1
votes

I am trying to run a spark job using SparkLauncher. My spark Application jar is not a fat jar, and it depends on a lot of other 3rd party jars, is there a way to specify dependency jars in SparkLauncher ?

2

2 Answers

4
votes

Use addJar, see https://spark.apache.org/docs/latest/api/java/org/apache/spark/launcher/SparkLauncher.html#addJar(java.lang.String)

Process spark = new SparkLauncher()
            .addJar("/path/to/local/jar/file1.jar")
            .addJar("/path/to/local/jar/file2.jar")

The jar file will be distributed in this case.

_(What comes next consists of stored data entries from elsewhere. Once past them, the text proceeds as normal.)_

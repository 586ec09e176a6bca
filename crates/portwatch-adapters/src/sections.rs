//! Section splitter for the weekly dry-bulk market report.
//!
//! A small state machine walks header and end-marker events in document order:
//! `SeekingHeader` until a vessel-class header opens a section, `InSection`
//! until the next header of another class, an end marker after the final
//! header, or the end of the document.

use std::collections::BTreeMap;
use std::sync::OnceLock;

use regex::Regex;
use scraper::Html;
use serde::{Deserialize, Serialize};
use tracing::debug;

#[derive(Debug, Clone, Copy, PartialEq, Eq, PartialOrd, Ord, Hash, Serialize, Deserialize)]
#[serde(rename_all = "snake_case")]
pub enum SectionKind {
    Capesize,
    Panamax,
    UltramaxSupramax,
    Handysize,
}

impl SectionKind {
    fn from_header(word: &str) -> Option<Self> {
        match word.to_ascii_lowercase().as_str() {
            "capesize" => Some(SectionKind::Capesize),
            "panamax" => Some(SectionKind::Panamax),
            "ultramax" | "supramax" => Some(SectionKind::UltramaxSupramax),
            "handysize" => Some(SectionKind::Handysize),
            _ => None,
        }
    }
}

const BOILERPLATE: &[&str] = &[
    "This site uses cookies",
    "We use cookies to ensure that we give you the best experience on our website",
    "If you click \"Accept Cookies\", or continue without changing your settings, you consent to their use",
    "You can change your settings at any time",
    "Menu Home Who We Are",
    "Data Services",
    "Membership Services",
    "Media & Events",
    "Free Trial KYC Emissions",
    "What can we help you find?",
    "Previous Next Latest News Read More About",
    "Follow X LinkedIn Vimeo Instagram",
    "Data Policy Privacy Policy Terms and Conditions Baltic Rules Cookies Sitemap",
];

fn header_re() -> &'static Regex {
    static RE: OnceLock<Regex> = OnceLock::new();
    RE.get_or_init(|| {
        Regex::new(r"(?i)\b(capesize|panamax|ultramax|supramax|handysize)\b")
            .expect("static header pattern")
    })
}

fn end_marker_re() -> &'static Regex {
    static RE: OnceLock<Regex> = OnceLock::new();
    RE.get_or_init(|| {
        Regex::new(r"\b(Previous|Next|Latest News|Read More)\b").expect("static end pattern")
    })
}

#[derive(Debug, Clone, Copy, PartialEq, Eq)]
enum Event {
    Header(SectionKind),
    End,
}

#[derive(Debug, Clone, Copy, PartialEq, Eq)]
enum ParserState {
    SeekingHeader,
    InSection { kind: SectionKind, start: usize },
}

#[derive(Debug, Clone, Default, PartialEq, Eq, Serialize)]
pub struct ReportSections(BTreeMap<SectionKind, String>);

impl ReportSections {
    pub fn get(&self, kind: SectionKind) -> Option<&str> {
        self.0.get(&kind).map(String::as_str)
    }

    pub fn is_empty(&self) -> bool {
        self.0.is_empty()
    }

    pub fn len(&self) -> usize {
        self.0.len()
    }

    fn fill(&mut self, kind: SectionKind, raw: &str) {
        if self.0.contains_key(&kind) {
            return;
        }
        let cleaned = clean_section(raw);
        if !cleaned.is_empty() {
            debug!(section = ?kind, chars = cleaned.len(), "extracted report section");
            self.0.insert(kind, cleaned);
        }
    }
}

pub fn parse_sections(text: &str) -> ReportSections {
    let mut events = header_re()
        .captures_iter(text)
        .filter_map(|caps| {
            let m = caps.get(1)?;
            SectionKind::from_header(m.as_str()).map(|kind| (m.start(), Event::Header(kind)))
        })
        .collect::<Vec<_>>();

    let last_header = events.last().map(|(pos, _)| *pos);
    if let Some(last_header) = last_header {
        events.extend(
            end_marker_re()
                .find_iter(text)
                .filter(|m| m.start() > last_header)
                .map(|m| (m.start(), Event::End)),
        );
    }
    events.sort_by_key(|(pos, _)| *pos);

    let mut sections = ReportSections::default();
    let mut state = ParserState::SeekingHeader;
    for (pos, event) in events {
        state = match (state, event) {
            (ParserState::SeekingHeader, Event::Header(kind)) => {
                ParserState::InSection { kind, start: pos }
            }
            (ParserState::SeekingHeader, Event::End) => ParserState::SeekingHeader,
            (open @ ParserState::InSection { kind, .. }, Event::Header(next)) if next == kind => open,
            (ParserState::InSection { kind, start }, Event::Header(next)) => {
                sections.fill(kind, &text[start..pos]);
                ParserState::InSection {
                    kind: next,
                    start: pos,
                }
            }
            (ParserState::InSection { kind, start }, Event::End) => {
                sections.fill(kind, &text[start..pos]);
                ParserState::SeekingHeader
            }
        };
    }
    if let ParserState::InSection { kind, start } = state {
        sections.fill(kind, &text[start..]);
    }
    sections
}

/// Visible text of an HTML page, scripts and styles excluded.
pub fn html_to_text(html: &str) -> String {
    let document = Html::parse_document(html);
    let mut parts = Vec::new();
    for node in document.root_element().descendants() {
        let Some(text) = node.value().as_text() else {
            continue;
        };
        let hidden = node
            .parent()
            .and_then(|p| p.value().as_element().map(|el| el.name().to_string()))
            .is_some_and(|name| matches!(name.as_str(), "script" | "style" | "noscript"));
        let trimmed = text.trim();
        if !hidden && !trimmed.is_empty() {
            parts.push(trimmed.to_string());
        }
    }
    parts.join(" ")
}

/// Splits a report that may be HTML or already plain text.
pub fn parse_report(content: &str) -> ReportSections {
    if content.trim_start().starts_with('<') {
        parse_sections(&html_to_text(content))
    } else {
        parse_sections(content)
    }
}

fn clean_section(raw: &str) -> String {
    let mut content = raw.to_string();
    for phrase in BOILERPLATE {
        content = content.replace(phrase, "");
    }
    content.split_whitespace().collect::<Vec<_>>().join(" ")
}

Or add them to the DRIVER_EXTRA_CLASSPATH and EXECUTOR_EXTRA_CLASSPATH (but the dependencies need to be distributed manually or need to be located in a shared folder, where each worker has access to).

Process spark = new SparkLauncher()
            .setConf(SparkLauncher.DRIVER_EXTRA_CLASSPATH, "/path/to/jar/file.jar")
            .setConf(SparkLauncher.EXECUTOR_EXTRA_CLASSPATH, "/path/to/jar/file.jar")

You also can include multiple jar files by including all files in the class path:

Process spark = new SparkLauncher()
            .setConf(SparkLauncher.DRIVER_EXTRA_CLASSPATH, "/path/to/jar/*")
            .setConf(SparkLauncher.EXECUTOR_EXTRA_CLASSPATH, "/path/to/jar/*")
1
votes

When add multiple jars using addJar method, we seen a problem saying that file path is incorrect or The filename, directory name, or volume label syntax is incorrect. the reason for this problem is sparklauncher internally calls spark-submit that have problem considering jars in double quotes with comma separated. the moment i copy the content of spark-submit2.cmd to spark-submit.cmd then the above problem got resolved and we could able to execute driver.